White House Tribal Youth Summit brings together questions, ideas and solutions | Navajo Hopi Observer ” Alaska

WASHINGTON – Hannah Corbett sat at a table with her colleagues. Each table in the room was asked to answer a series of language revival questions. Corbett and the six others at their table considered what tools or resources were needed in their communities.

Corbett, Cow Creek Tribe, wrote the answers on a large piece of paper with a purple marker.

“Compensation for elders who train.”

“Relevant curriculum and accurate lessons of history.”

“College-level language instruction.”

This was just one of many topics discussed by more than 100 young people from across the country at the White House Tribal Youth Summit. The day-long event featured a range of speakers and topics, from food sovereignty to mental health.

The White House worked with the Center for Native American Youth and the United National Indian Tribal Youth to select participants between the ages of 14 and 24. This is the first in-person forum since 2016. The forum started under the Obama administration and went dark during the Trump administration.

Oliver Tyrrell, Yup’ik, a 16-year-old from Anchorage, Alaska, is an advocate for mental health services, particularly the LGBTQ+ and Two Spirit communities.

“Native Americans and Alaska Natives already have the highest suicide rate, higher than any other rate in the entire United States, and we’re also the least treated group of people,” Tyrrell said. “I have spoken about mental health issues within Indigenous communities, specifically the bias towards Indigenous queer youth. I’ve talked a lot about how accepting and connecting with your cultures can sometimes reduce suicide rates by 60 percent.”

This was one of the issues Tyrrell was able to share with his peers on the forum.

Raised in Alaska’s largest city, Tyrrell acknowledges that he has more access to mental health services compared to other Alaskan Native youth living in more rural areas of the state. Despite this, his high school only recently got a counselor qualified to provide services.

“Unfortunately, many high schools in Alaska don’t have counselors. They may have academic advisors, but they are not qualified to provide mental health care,” Tyrrell said. “I’ve visited a lot of rural villages like Buckland and a lot of other places and they didn’t have a counselor at their school. If so, it was only one person, and unfortunately only one person could do so much.”

Maria Walker, White Mountain Apache, is currently focused on COVID-19. The 23-year-old previously helped with vaccine research in her community. She was part of a team that monitored 50 participants, 25 received the Pfizer booster while the other 25 received a placebo. The team would submit its findings to the Food and Drug Administration, which oversees COVID-19 vaccines.

“We’ve had a lot of deaths and those deaths were mostly elders,” Walker said. “Eighty percent of the fatalities on our reservation were elders. One of them was one of our medicine men. So it really influenced my tribe a lot.”

Walker was selected as one of the Center for Native American Youth’s Champions for Change for her work as research coordinator for her country.

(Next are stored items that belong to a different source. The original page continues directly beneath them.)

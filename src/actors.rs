//! Typed arena entities, built around a shared [`Body`] (shape + velocity
//! + speed bounds) and a tagged [`Actor`] enum the collision engine
//! pattern-matches on. See the design notes for why this is a tagged
//! variant instead of the trait-object hierarchy the original Python
//! source used (`gameengine/gameactors.py`).

use crate::geometry::{self, Polygon, Vector};
use serde::{Deserialize, Serialize};

/// Either side of the net, fixed at registration.
#[derive(Debug, Clone, Copy, PartialEq, Eq, Serialize, Deserialize)]
pub enum Side {
    Left,
    Right,
}

/// Ball flavor. Only `Primary` is reflected by paddles today; the others
/// are reserved for future power-ups per spec §4.3.3.
#[derive(Debug, Clone, Copy, PartialEq, Eq, Serialize, Deserialize)]
pub enum BallFlavor {
    Primary,
    GrowPaddle,
    ShrinkPaddle,
}

/// Inclusive `(min, max)` speed bound in pixels/tick.
#[derive(Debug, Clone, Copy, PartialEq)]
pub struct SpeedBound {
    pub min: f64,
    pub max: f64,
}

impl SpeedBound {
    pub fn new(min: f64, max: f64) -> Self {
        SpeedBound { min, max }
    }
}

/// Common state shared by every actor: a shape template translated by an
/// accumulated offset, a velocity, speed bounds, and the two collision
/// flags. Stationary actors are represented by `movable = false`, which
/// makes `set_velocity`/`move_forward`/`move_backward` no-ops per spec §3.
#[derive(Debug, Clone)]
pub struct Body {
    pub name: String,
    shape_template: Polygon,
    offset: Vector,
    velocity: Vector,
    pub speed_bound: SpeedBound,
    pub collision_enabled: bool,
    pub rebound_enabled: bool,
    movable: bool,
}

impl Body {
    pub fn stationary(
        name: impl Into<String>,
        shape: Polygon,
        collision_enabled: bool,
        rebound_enabled: bool,
    ) -> Self {
        Body {
            name: name.into(),
            shape_template: shape,
            offset: Vector::ZERO,
            velocity: Vector::ZERO,
            speed_bound: SpeedBound::new(0.0, 0.0),
            collision_enabled,
            rebound_enabled,
            movable: false,
        }
    }

    pub fn movable(
        name: impl Into<String>,
        shape: Polygon,
        speed_bound: SpeedBound,
        collision_enabled: bool,
        rebound_enabled: bool,
    ) -> Self {
        Body {
            name: name.into(),
            shape_template: shape,
            offset: Vector::ZERO,
            velocity: Vector::ZERO,
            speed_bound,
            collision_enabled,
            rebound_enabled,
            movable: true,
        }
    }

    pub fn shape(&self) -> Polygon {
        geometry::translate(&self.shape_template, self.offset.x, self.offset.y)
    }

    pub fn centroid(&self) -> Vector {
        geometry::centroid(&self.shape_template).add(self.offset)
    }

    pub fn velocity(&self) -> Vector {
        self.velocity
    }

    pub fn speed(&self) -> f64 {
        self.velocity.norm()
    }

    /// Applies the throttling invariant from spec §3: zero stays zero; a
    /// sub-minimum nonzero speed is scaled up to the minimum; an
    /// over-maximum speed is scaled down to the maximum. Stationary
    /// actors silently reject the write.
    pub fn set_velocity(&mut self, v: Vector) {
        if !self.movable {
            return;
        }
        let speed = v.norm();
        if speed <= 0.0 {
            self.velocity = Vector::ZERO;
            return;
        }
        let throttled = if speed < self.speed_bound.min {
            self.speed_bound.min
        } else if speed > self.speed_bound.max {
            self.speed_bound.max
        } else {
            speed
        };
        self.velocity = v.scale(throttled / speed);
    }

    /// Directly sets velocity without throttling. Used internally by
    /// resolvers that have already computed a throttled result, and by
    /// arena reset (which computes its own bounded starting speed).
    pub fn set_velocity_raw(&mut self, v: Vector) {
        if self.movable {
            self.velocity = v;
        }
    }

    pub fn move_forward(&mut self, r: f64) {
        if !self.movable {
            return;
        }
        self.offset = self.offset.add(self.velocity.scale(r));
    }

    pub fn move_backward(&mut self, r: f64) {
        if !self.movable {
            return;
        }
        self.offset = self.offset.sub(self.velocity.scale(r));
    }

    /// Translates by an absolute offset, independent of velocity. Used by
    /// arena reset to recenter actors.
    pub fn translate_by(&mut self, dx: f64, dy: f64) {
        if !self.movable {
            return;
        }
        self.offset = self.offset.add(Vector::new(dx, dy));
    }

    pub fn is_movable(&self) -> bool {
        self.movable
    }

    /// Raw accumulated translation since construction. Collision
    /// resolvers snapshot this before a tick's sub-stepping begins so
    /// that a backout which hits the hard iteration cap can fall back to
    /// "last known safe position" per spec §7/§9.
    pub fn offset(&self) -> Vector {
        self.offset
    }

    pub fn set_offset(&mut self, offset: Vector) {
        if self.movable {
            self.offset = offset;
        }
    }
}

/// A tagged actor variant. The collision engine pattern-matches on
/// `(Actor, Actor)` pairs to select a resolver (spec §9's 4-entry
/// dispatch table), rather than using runtime type tests as the original
/// source does.
#[derive(Debug, Clone)]
pub enum Actor {
    Wall(Body),
    Net(Body),
    BackLine(Body),
    Paddle { body: Body, side: Side },
    Ball { body: Body, flavor: BallFlavor },
}

impl Actor {
    pub fn body(&self) -> &Body {
        match self {
            Actor::Wall(b) | Actor::Net(b) | Actor::BackLine(b) => b,
            Actor::Paddle { body, .. } => body,
            Actor::Ball { body, .. } => body,
        }
    }

    pub fn body_mut(&mut self) -> &mut Body {
        match self {
            Actor::Wall(b) | Actor::Net(b) | Actor::BackLine(b) => b,
            Actor::Paddle { body, .. } => body,
            Actor::Ball { body, .. } => body,
        }
    }

    pub fn name(&self) -> &str {
        &self.body().name
    }

    pub fn is_ball(&self) -> bool {
        matches!(self, Actor::Ball { .. })
    }

    pub fn is_paddle(&self) -> bool {
        matches!(self, Actor::Paddle { .. })
    }

    pub fn is_wall(&self) -> bool {
        matches!(self, Actor::Wall(_))
    }
}

pub fn make_wall(name: impl Into<String>, shape: Polygon) -> Actor {
    Actor::Wall(Body::stationary(name, shape, true, false))
}

pub fn make_net(name: impl Into<String>, shape: Polygon) -> Actor {
    Actor::Net(Body::stationary(name, shape, false, false))
}

pub fn make_back_line(name: impl Into<String>, shape: Polygon) -> Actor {
    Actor::BackLine(Body::stationary(name, shape, false, false))
}

pub fn make_paddle(name: impl Into<String>, shape: Polygon, side: Side, bound: SpeedBound) -> Actor {
    Actor::Paddle {
        body: Body::movable(name, shape, bound, true, false),
        side,
    }
}

pub fn make_ball(name: impl Into<String>, shape: Polygon, flavor: BallFlavor, bound: SpeedBound) -> Actor {
    Actor::Ball {
        body: Body::movable(name, shape, bound, true, true),
        flavor,
    }
}

#[cfg(test)]
mod tests {
    use super::*;
    use crate::geometry::Polygon;

    #[test]
    fn stationary_actor_rejects_velocity_and_translation() {
        let mut wall = make_wall("top_wall", Polygon::rect(0.0, 0.0, 100.0, 10.0));
        wall.body_mut().set_velocity(Vector::new(5.0, 0.0));
        assert_eq!(wall.body().velocity(), Vector::ZERO);
        let before = wall.body().centroid();
        wall.body_mut().move_forward(1.0);
        assert_eq!(wall.body().centroid(), before);
    }

    #[test]
    fn velocity_below_min_is_scaled_up() {
        let mut ball = make_ball(
            "b",
            Polygon::circle(0.0, 0.0, 5.0, 12),
            BallFlavor::Primary,
            SpeedBound::new(2.0, 10.0),
        );
        ball.body_mut().set_velocity(Vector::new(1.0, 0.0));
        assert!((ball.body().speed() - 2.0).abs() < 1e-9);
    }

    #[test]
    fn velocity_above_max_is_scaled_down() {
        let mut ball = make_ball(
            "b",
            Polygon::circle(0.0, 0.0, 5.0, 12),
            BallFlavor::Primary,
            SpeedBound::new(2.0, 10.0),
        );
        ball.body_mut().set_velocity(Vector::new(20.0, 0.0));
        assert!((ball.body().speed() - 10.0).abs() < 1e-9);
    }

    #[test]
    fn zero_velocity_stays_zero() {
        let mut ball = make_ball(
            "b",
            Polygon::circle(0.0, 0.0, 5.0, 12),
            BallFlavor::Primary,
            SpeedBound::new(2.0, 10.0),
        );
        ball.body_mut().set_velocity(Vector::ZERO);
        assert_eq!(ball.body().velocity(), Vector::ZERO);
    }

    #[test]
    fn move_forward_translates_by_velocity() {
        let mut paddle = make_paddle(
            "left",
            Polygon::rect(0.0, 0.0, 10.0, 100.0),
            Side::Left,
            SpeedBound::new(1.0, 8.0),
        );
        paddle.body_mut().set_velocity_raw(Vector::new(0.0, 4.0));
        let before = paddle.body().centroid();
        paddle.body_mut().move_forward(1.0);
        let after = paddle.body().centroid();
        assert!((after.y - before.y - 4.0).abs() < 1e-9);
    }
}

“I just graduated and then COVID happened,” she said. “Being in the hospital as well because I have a job in the hospital has given me a whole different perspective in the medical field. Watching people pass COVID, letting people code blues from COVID and trying to revive it. It was such a different experience. A lot of nurses said to me, ‘Oh my god Maria, you see so much more than I ever did in my freshman year after graduation.’”

The Arizona State University graduate continues to serve in her community.

She helps document the mental and physical impact COVID has had on people in her community. She asks participants monthly how the respiratory disease has impacted or continues to impact their lifestyles.

“Mental health is really going to be impacted post-COVID,” she said. “They have no motivation and get tired more easily. And that has to do with mental health. So we see a lot of that on our reservation.”

Hannah Corbett, Cow Creek Tribe, grew up in Southern California and attends Sacramento State. The 22-year-old is passionate about food sovereignty.

“I grew up watching my relatives deal with obesity, diabetes and cardiovascular disease,” Corbett said. “Finding ways to connect with our food, where it comes from and how it grows is extremely important. It can allow us to better connect with our communities and heal in our own ways.”

She did not have access to programs around food sovereignty or indigenous foods growing up. Corbett is beginning to see them becoming more common in her area and looks forward to seeing them grow.

“One thing I want to do is have a food demonstration, educate the community about why diet and food is important,” she said.

During the forum, US Department of Agriculture Assistant Secretary Jewel Bronaugh spoke about how the government agency is working to cut red tape that prevents communities from feeding their students traditional foods through the National School Lunch Program.

“I’m very excited about the programs that are coming out now to support local foods and traditions,” Corbett said.

Later this month, the White House will host the first in-person tribal-nations summit for the first time since 2016.